HRUs are defined prior to rainfall–runoff modelling, and DECIPHeR consists of two key steps where (1) digital terrain analyses are performed to define the gauge network, set up the river network and routing, discretize the catchment into HRUs, and characterize the spatial variability and hydrologic connectivity in the landscape and (2) HRUs are run in the rainfall–runoff model to provide flow time series. These two steps are described in the following sections. More detailed descriptions of the input and output files, code workflows, and codes can be found in the user manual.
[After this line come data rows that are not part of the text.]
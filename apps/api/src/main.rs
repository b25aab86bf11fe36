mod config;
mod db;
mod errors;
mod extract;
mod files;
mod jobs;
mod models;
mod reminders;
mod routes;
mod session;
mod state;
mod store;

use anyhow::Result;
use std::net::SocketAddr;
use std::sync::Arc;
use tower_http::{cors::CorsLayer, trace::TraceLayer};
use tracing::{info, warn};
use tracing_subscriber::{layer::SubscriberExt, util::SubscriberInitExt, EnvFilter};

use crate::config::Config;
use crate::db::create_pool;
use crate::files::UploadThingClient;
use crate::jobs::JobService;
use crate::reminders::ReminderManager;
use crate::routes::build_router;
use crate::state::AppState;
use crate::store::{MemoryStore, PgStore, RecordStore};

#[tokio::main]
async fn main() -> Result<()> {
    let config = Config::from_env()?;

    // Initialize structured logging
    tracing_subscriber::registry()
        .with(EnvFilter::try_from_default_env().unwrap_or_else(|_| {
            EnvFilter::new(format!("{}={}", env!("CARGO_PKG_NAME"), &config.rust_log))
        }))
        .with(tracing_subscriber::fmt::layer())
        .init();

    info!("Starting jobtrack API v{}", env!("CARGO_PKG_VERSION"));

    let store: Arc<dyn RecordStore> = match &config.database_url {
        Some(url) => Arc::new(PgStore::new(create_pool(url).await?)),
        None => {
            warn!("DATABASE_URL not set; records are kept in memory and lost on restart");
            Arc::new(MemoryStore::new())
        }
    };

    let files = Arc::new(UploadThingClient::new(
        config.uploadthing_api_url.clone(),
        config.uploadthing_api_key.clone(),
    )?);
    info!("File service client initialized ({})", config.uploadthing_api_url);

    info!(
        "Reminder defaults: due in {} days, postpone by {} days",
        config.default_reminder_days, config.default_postpone_days
    );

    let state = AppState {
        jobs: JobService::new(store.clone(), files, config.default_reminder_days),
        reminders: ReminderManager::new(store.clone()),
        store,
        config: config.clone(),
    };

    let app = build_router(state)
        .layer(TraceLayer::new_for_http())
        .layer(CorsLayer::permissive());

    let addr: SocketAddr = format!("0.0.0.0:{}", config.port).parse()?;
    info!("Listening on {addr}");

    let listener = tokio::net::TcpListener::bind(addr).await?;
    axum::serve(listener, app).await?;

    Ok(())
}
async fn apply_op(tx: &mut Transaction<'_, Postgres>, op: WriteOp) -> Result<(), StoreError> {
    match op {
        WriteOp::InsertJob(job) => {
            let JobFields {
                company,
                title,
                status,
                applied_at,
                notes,
                resume,
                cover_letter,
            } = job.fields;
            let (resume_url, resume_name) = resume.map(|a| (a.url, a.name)).unzip();
            let (cover_letter_url, cover_letter_name) =
                cover_letter.map(|a| (a.url, a.name)).unzip();
            sqlx::query(
                r#"
                INSERT INTO jobs
                    (id, owner_id, company, title, status, applied_at, notes,
                     resume_url, resume_name, cover_letter_url, cover_letter_name,
                     reminder_id, created_at, updated_at)
                VALUES ($1, $2, $3, $4, $5, $6, $7, $8, $9, $10, $11, $12, $13, $14)
                "#,
            )
            .bind(job.id)
            .bind(job.owner_id)
            .bind(company)
            .bind(title)
            .bind(status.as_str())
            .bind(applied_at)
            .bind(notes)
            .bind(resume_url)
            .bind(resume_name)
            .bind(cover_letter_url)
            .bind(cover_letter_name)
            .bind(job.reminder_id)
            .bind(job.created_at)
            .bind(job.updated_at)
            .execute(&mut **tx)
            .await?;
        }
        WriteOp::UpdateJob {
            id,
            fields,
            updated_at,
        } => {
            let (resume_url, resume_name) = fields.resume.map(|a| (a.url, a.name)).unzip();
            let (cover_letter_url, cover_letter_name) =
                fields.cover_letter.map(|a| (a.url, a.name)).unzip();
            let result = sqlx::query(
                r#"
                UPDATE jobs
                SET company = $2, title = $3, status = $4, applied_at = $5, notes = $6,
                    resume_url = $7, resume_name = $8,
                    cover_letter_url = $9, cover_letter_name = $10,
                    updated_at = $11
                WHERE id = $1
                "#,
            )
            .bind(id)
            .bind(fields.company)
            .bind(fields.title)
            .bind(fields.status.as_str())
            .bind(fields.applied_at)
            .bind(fields.notes)
            .bind(resume_url)
            .bind(resume_name)
            .bind(cover_letter_url)
            .bind(cover_letter_name)
            .bind(updated_at)
            .execute(&mut **tx)
            .await?;
            expect_one(result.rows_affected(), StoreError::job_not_found(id))?;
        }
        WriteOp::LinkReminder {
            job_id,
            reminder_id,
        } => {
            let result = sqlx::query("UPDATE jobs SET reminder_id = $2 WHERE id = $1")
                .bind(job_id)
                .bind(reminder_id)
                .execute(&mut **tx)
                .await?;
            expect_one(result.rows_affected(), StoreError::job_not_found(job_id))?;
        }
        WriteOp::DeleteJob(id) => {
            let result = sqlx::query("DELETE FROM jobs WHERE id = $1")
                .bind(id)
                .execute(&mut **tx)
                .await?;
            expect_one(result.rows_affected(), StoreError::job_not_found(id))?;
        }
        WriteOp::InsertReminder(reminder) => {
            let job_exists: bool =
                sqlx::query_scalar("SELECT EXISTS (SELECT 1 FROM jobs WHERE id = $1)")
                    .bind(reminder.job_id)
                    .fetch_one(&mut **tx)
                    .await?;
            if !job_exists {
                return Err(StoreError::job_not_found(reminder.job_id));
            }
            sqlx::query(
                r#"
                INSERT INTO reminders (id, job_id, owner_id, kind, due_date, completed, created_at)
                VALUES ($1, $2, $3, $4, $5, $6, $7)
                "#,
            )
            .bind(reminder.id)
            .bind(reminder.job_id)
            .bind(reminder.owner_id)
            .bind(reminder.kind.as_str())
            .bind(reminder.due_date)
            .bind(reminder.completed)
            .bind(reminder.created_at)
            .execute(&mut **tx)
            .await
            .map_err(|e| map_reminder_write(e, reminder.job_id))?;
        }
        WriteOp::UpdateReminder { id, changes } => {
            let job_id: Option<Uuid> =
                sqlx::query_scalar("SELECT job_id FROM reminders WHERE id = $1")
                    .bind(id)
                    .fetch_optional(&mut **tx)
                    .await?;
            let job_id = job_id.ok_or_else(|| StoreError::reminder_not_found(id))?;
            sqlx::query(
                r#"
                UPDATE reminders
                SET due_date = COALESCE($2, due_date),
                    completed = COALESCE($3, completed)
                WHERE id = $1
                "#,
            )
            .bind(id)
            .bind(changes.due_date)
            .bind(changes.completed)
            .execute(&mut **tx)
            .await
            .map_err(|e| map_reminder_write(e, job_id))?;
        }
        WriteOp::DeleteReminder(id) => {
            let result = sqlx::query("DELETE FROM reminders WHERE id = $1")
                .bind(id)
                .execute(&mut **tx)
                .await?;
            expect_one(result.rows_affected(), StoreError::reminder_not_found(id))?;
        }
    }
    Ok(())
}

#[async_trait]
impl RecordStore for PgStore {
    async fn get_job(&self, id: Uuid) -> Result<Option<Job>, StoreError> {
        sqlx::query_as::<_, JobRow>("SELECT * FROM jobs WHERE id = $1")
            .bind(id)
            .fetch_optional(&self.pool)
            .await?
            .map(JobRow::into_job)
            .transpose()
    }

    async fn find_jobs(&self, filter: &JobFilter) -> Result<Vec<Job>, StoreError> {
        let mut query = QueryBuilder::<Postgres>::new("SELECT * FROM jobs WHERE owner_id = ");
        query.push_bind(filter.owner_id);
        if let Some(status) = filter.status {
            query.push(" AND status = ").push_bind(status.as_str());
        }
        query
            .build_query_as::<JobRow>()
            .fetch_all(&self.pool)
            .await?
            .into_iter()
            .map(JobRow::into_job)
            .collect()
    }

    async fn get_reminder(&self, id: Uuid) -> Result<Option<Reminder>, StoreError> {
        sqlx::query_as::<_, ReminderRow>("SELECT * FROM reminders WHERE id = $1")
            .bind(id)
            .fetch_optional(&self.pool)
            .await?
            .map(ReminderRow::into_reminder)
            .transpose()
    }

    async fn find_reminders(&self, filter: &ReminderFilter) -> Result<Vec<Reminder>, StoreError> {
        let mut query = QueryBuilder::<Postgres>::new("SELECT * FROM reminders WHERE TRUE");
        if let Some(owner_id) = filter.owner_id {
            query.push(" AND owner_id = ").push_bind(owner_id);
        }
        if let Some(job_id) = filter.job_id {
            query.push(" AND job_id = ").push_bind(job_id);
        }
        if let Some(completed) = filter.completed {
            query.push(" AND completed = ").push_bind(completed);
        }
        query
            .build_query_as::<ReminderRow>()
            .fetch_all(&self.pool)
            .await?
            .into_iter()
            .map(ReminderRow::into_reminder)
            .collect()
    }

    async fn commit(&self, batch: WriteBatch) -> Result<(), StoreError> {
        if batch.is_empty() {
            return Ok(());
        }
        let op_count = batch.len();
        let mut tx = self.pool.begin().await?;
        for op in batch.into_ops() {
            // Dropping `tx` on error rolls the transaction back.
            apply_op(&mut tx, op).await?;
        }
        tx.commit().await?;
        debug!("Committed batch of {op_count} writes");
        Ok(())
    }

    async fn ping(&self) -> Result<(), StoreError> {
        sqlx::query("SELECT 1").execute(&self.pool).await?;
        Ok(())
    }
}
pub mod health;

use axum::{
    routing::{get, patch, post, put},
    Router,
};

use crate::jobs::handlers as jobs;
use crate::reminders::handlers as reminders;
use crate::state::AppState;

pub fn build_router(state: AppState) -> Router {
    Router::new()
        .route("/health", get(health::health_handler))
        // Jobs
        .route(
            "/api/v1/jobs",
            get(jobs::handle_list_jobs).post(jobs::handle_create_job),
        )
        .route("/api/v1/jobs/summary", get(jobs::handle_summary))
        .route(
            "/api/v1/jobs/:id",
            get(jobs::handle_get_job)
                .put(jobs::handle_update_job)
                .delete(jobs::handle_delete_job),
        )
        .route("/api/v1/jobs/:id/status", patch(jobs::handle_set_status))
        .route("/api/v1/jobs/:id/reminder", put(jobs::handle_toggle_reminder))
        // Reminders
        .route("/api/v1/reminders", get(reminders::handle_active_reminders))
        .route(
            "/api/v1/reminders/:id",
            axum::routing::delete(reminders::handle_delete),
        )
        .route(
            "/api/v1/reminders/:id/complete",
            post(reminders::handle_complete),
        )
        .route(
            "/api/v1/reminders/:id/postpone",
            post(reminders::handle_postpone),
        )
        .with_state(state)
}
2.2 Digital terrain analysis (DTA)
The DTA in DECIPHeR constructs the spatial topology of the model components to define hillslope and riverine elements. The DTA defines the spatial extent of every HRU based upon multiple attributes, quantifies the connectivity between these HRUs in the landscape, determines the river network and all downstream routing properties, and determines the extent to which and where simulated output variables (i.e. discharge) should be produced (including gauged or ungauged locations; see Fig. 1).
2.2.1 Data prerequisites
The minimum data requirement to run the DTA is a digital elevation model (DEM) and XY locations where flow time series are needed on the river network. The DEM must contain no sinks or flat areas to ensure that the river network and catchments can be properly delineated, as is common in digital terrain analyses. This means that any real inland sinks (such as lakes) will be filled. Accounting for these features in the modelling framework will be a focus for future model development.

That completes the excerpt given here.